Fifty-three additional cases were reported in five other counties in Connecticut,
but epidemiologic data did not indicate that these infections likely were
acquired within Connecticut. We now note a new and distinct geographic
focus by reporting the isolation of B. microti from rodents captured
in the yards of two patients in whom babesiosis was diagnosed at Greenwich
Hospital in 2002. These patients lived in Greenwich, Connecticut, which
is located in Fairfield County in the extreme southwestern part of the
state. Neither patient had traveled outside of the immediate area of Greenwich,
Connecticut, before onset of illness. We also trapped rodents in the yards
of two additional patients in whom babesiosis was diagnosed. These two
patients had traveled to Rhode Island shortly before becoming ill. Patients
became ill from June 23 to July 7, 2002, and none reported a tick bite.

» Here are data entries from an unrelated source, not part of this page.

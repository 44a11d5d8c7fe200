//! The application root and its synthesis to disk.
//!
//! Synthesis writes one Terraform JSON document per stack plus a manifest:
//!
//! ```text
//! <outdir>/
//! ├── manifest.json
//! └── stacks/
//!     ├── vpc-flowlogs-s3/cdk.tf.json
//!     └── vpc-flowlogs-loggroup/cdk.tf.json
//! ```

use std::collections::BTreeMap;
use std::fs;
use std::path::Path;

use indexmap::IndexMap;
use serde::{Deserialize, Serialize};
use tracing::info;

use super::stack::Stack;
use crate::error::{Error, Result};

/// File name of each synthesized stack document.
pub const STACK_FILE_NAME: &str = "cdk.tf.json";

/// File name of the manifest.
pub const MANIFEST_FILE_NAME: &str = "manifest.json";

/// Default output directory.
pub const DEFAULT_OUTDIR: &str = "cdktf.out";

/// One stack entry in the manifest.
#[derive(Debug, Clone, PartialEq, Eq, Serialize, Deserialize)]
#[serde(rename_all = "camelCase")]
pub struct ManifestStack {
    /// Stack name
    pub name: String,
    /// Directory Terraform runs in, relative to the output directory
    pub working_directory: String,
    /// Stack document, relative to the output directory
    pub synthesized_stack_path: String,
}

/// Index of a synthesized app.
#[derive(Debug, Clone, PartialEq, Eq, Serialize, Deserialize)]
pub struct Manifest {
    /// Version of the tool that wrote the manifest
    pub version: String,
    /// Stacks by name
    pub stacks: BTreeMap<String, ManifestStack>,
}

/// A synthesized stack document.
#[derive(Debug, Clone, PartialEq, Eq)]
pub struct SynthesizedStack {
    /// Stack name
    pub name: String,
    /// Pretty-printed Terraform JSON
    pub document: String,
}

/// A set of independent stacks synthesized together.
#[derive(Debug, Clone, Default)]
pub struct App {
    stacks: IndexMap<String, Stack>,
}

impl App {
    /// Create an empty app.
    pub fn new() -> Self {
        Self::default()
    }

    /// Add a stack; names must be unique.
    pub fn add_stack(&mut self, stack: Stack) -> Result<()> {
        if self.stacks.contains_key(stack.name()) {
            return Err(Error::DuplicateStack(stack.name().to_string()));
        }
        self.stacks.insert(stack.name().to_string(), stack);
        Ok(())
    }

    /// Stacks in the order they were added.
    pub fn stacks(&self) -> impl Iterator<Item = &Stack> {
        self.stacks.values()
    }

    /// One stack by name.
    pub fn stack(&self, name: &str) -> Result<&Stack> {
        self.stacks
            .get(name)
            .ok_or_else(|| Error::StackNotFound(name.to_string()))
    }

    /// Render every stack to Terraform JSON.
    ///
    /// Output is a pure function of the stacks, so repeated synthesis of the
    /// same settings yields byte-identical documents.
    pub fn synth(&self) -> Result<Vec<SynthesizedStack>> {
        self.stacks
            .values()
            .map(|stack| {
                stack.validate()?;
                let document = serde_json::to_string_pretty(&stack.to_terraform_json()?)?;
                Ok(SynthesizedStack {
                    name: stack.name().to_string(),
                    document,
                })
            })
            .collect()
    }

    /// The manifest describing where each stack is written.
    pub fn manifest(&self) -> Manifest {
        let stacks = self
            .stacks
            .keys()
            .map(|name| {
                let working_directory = format!("stacks/{name}");
                let entry = ManifestStack {
                    name: name.clone(),
                    synthesized_stack_path: format!("{working_directory}/{STACK_FILE_NAME}"),
                    working_directory,
                };
                (name.clone(), entry)
            })
            .collect();
        Manifest {
            version: env!("CARGO_PKG_VERSION").to_string(),
            stacks,
        }
    }

    /// Synthesize and write every stack below `outdir`.
    pub fn write(&self, outdir: &Path) -> Result<Manifest> {
        let synthesized = self.synth()?;
        let manifest = self.manifest();

        for stack in &synthesized {
            let entry = &manifest.stacks[&stack.name];
            let dir = outdir.join(&entry.working_directory);
            fs::create_dir_all(&dir).map_err(|source| Error::SynthWrite {
                path: dir.clone(),
                source,
            })?;
            write_file(&outdir.join(&entry.synthesized_stack_path), &stack.document)?;
            info!(stack = %stack.name, path = %dir.display(), "Synthesized stack");
        }

        let manifest_json = serde_json::to_string_pretty(&manifest)?;
        write_file(&outdir.join(MANIFEST_FILE_NAME), &manifest_json)?;
        info!(
            stacks = manifest.stacks.len(),
            outdir = %outdir.display(),
            "Wrote manifest"
        );
        Ok(manifest)
    }
}

fn write_file(path: &Path, contents: &str) -> Result<()> {
    fs::write(path, format!("{contents}\n")).map_err(|source| Error::SynthWrite {
        path: path.to_path_buf(),
        source,
    })
}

Attempts to trap small mammals on the properties of the four patients
were made on July 22, 23, and 29, 2002. Rodents were captured in Sherman
box traps baited with peanut butter and apple. Approximately 0.3 mL of
blood was drawn from the heart of each animal into a syringe coated with
heparin or uncoated. Blood was kept on ice in the field and then returned
to the laboratory. A 3- to 5-week-old male Syrian hamster was injected
intraperitoneally with 0.1 mL of each blood sample.
Blood smears were obtained from a drop of blood taken from the tail of
each hamster on weeks 3 to 6 after injection. Blood cells were stained
with Giemsa and examined for B. microti at a magnification of 1,008x.
Hamsters were considered uninfected when no parasites were found in 75
fields of stained erythrocytes.
B. microti was isolated from rodents captured at the residences
of two of the patients who did not travel outside of the Greenwich area
6 weeks before onset of illness. Blood from two of three white-footed
mice and from the two eastern chipmunks, Tamias striatus, captured
in the yards of the patients, produced infections in injected hamsters.
Infections did not develop in hamsters injected with blood from 10 white-footed
mice captured at the residences of two patients who visited Wakefield
and Charlestown, Rhode Island, shortly before becoming ill.
B. microti is prevalent in rodent populations in Greenwich, Connecticut,
and causes human disease. Establishing evidence of B. microti in
rodents and documenting this protozoan parasite as the cause of human
disease in Greenwich are important. Relatively high populations of the
vector tick, Ixodes scapularis, are present in Greenwich and nearby
towns. In 2002, the health departments of Greenwich, Stamford, New Canaan,
and Darien submitted 1,671 I. scapularis ticks removed from persons
to the Connecticut Agricultural Experiment Station for identification
and testing for Borrelia burgdorferi. Two hundred and thirty cases
of Lyme disease were reported from these four towns in 2002 (Connecticut
Department of Public Health, unpub. data). With such extensive human exposure
to ticks and a relatively large number of Lyme disease cases in these
four towns and elsewhere in Fairfield County, the number of cases of babesiosis
is likely to increase appreciably in the future.
B. microti has been transmitted through blood transfusion in Connecticut
(8). Blood collection agencies in southwestern Connecticut
and adjacent Westchester County, New York, should be aware of the possibility
that blood donors could be infected with this pathogen. Physicians should
also be alert to the possibility that patients could be coinfected with
the etiologic agents of Lyme disease or human granulocytic ehrlichiosis.
Some patients in whom Lyme disease was diagnosed have been simultaneously
infected with B. microti (9,10).
Acknowledgments
We thank Michael
Vasil and Bonnie Hamid for their technical assistance; the staff of
Greenwich Hospital for assistance; Caroline Baisley and Doug Serafin
for helping coordinate the trapping of rodents in Greenwich; and Michael
Gosciminski, Palma Caron, and Dennis White for providing documentation
of several cases of babesiosis from the states of Rhode Island, Massachusetts,
and New York, respectively.
This study was supported
in part by Hatch funds administered by the U.S. Department of Agriculture.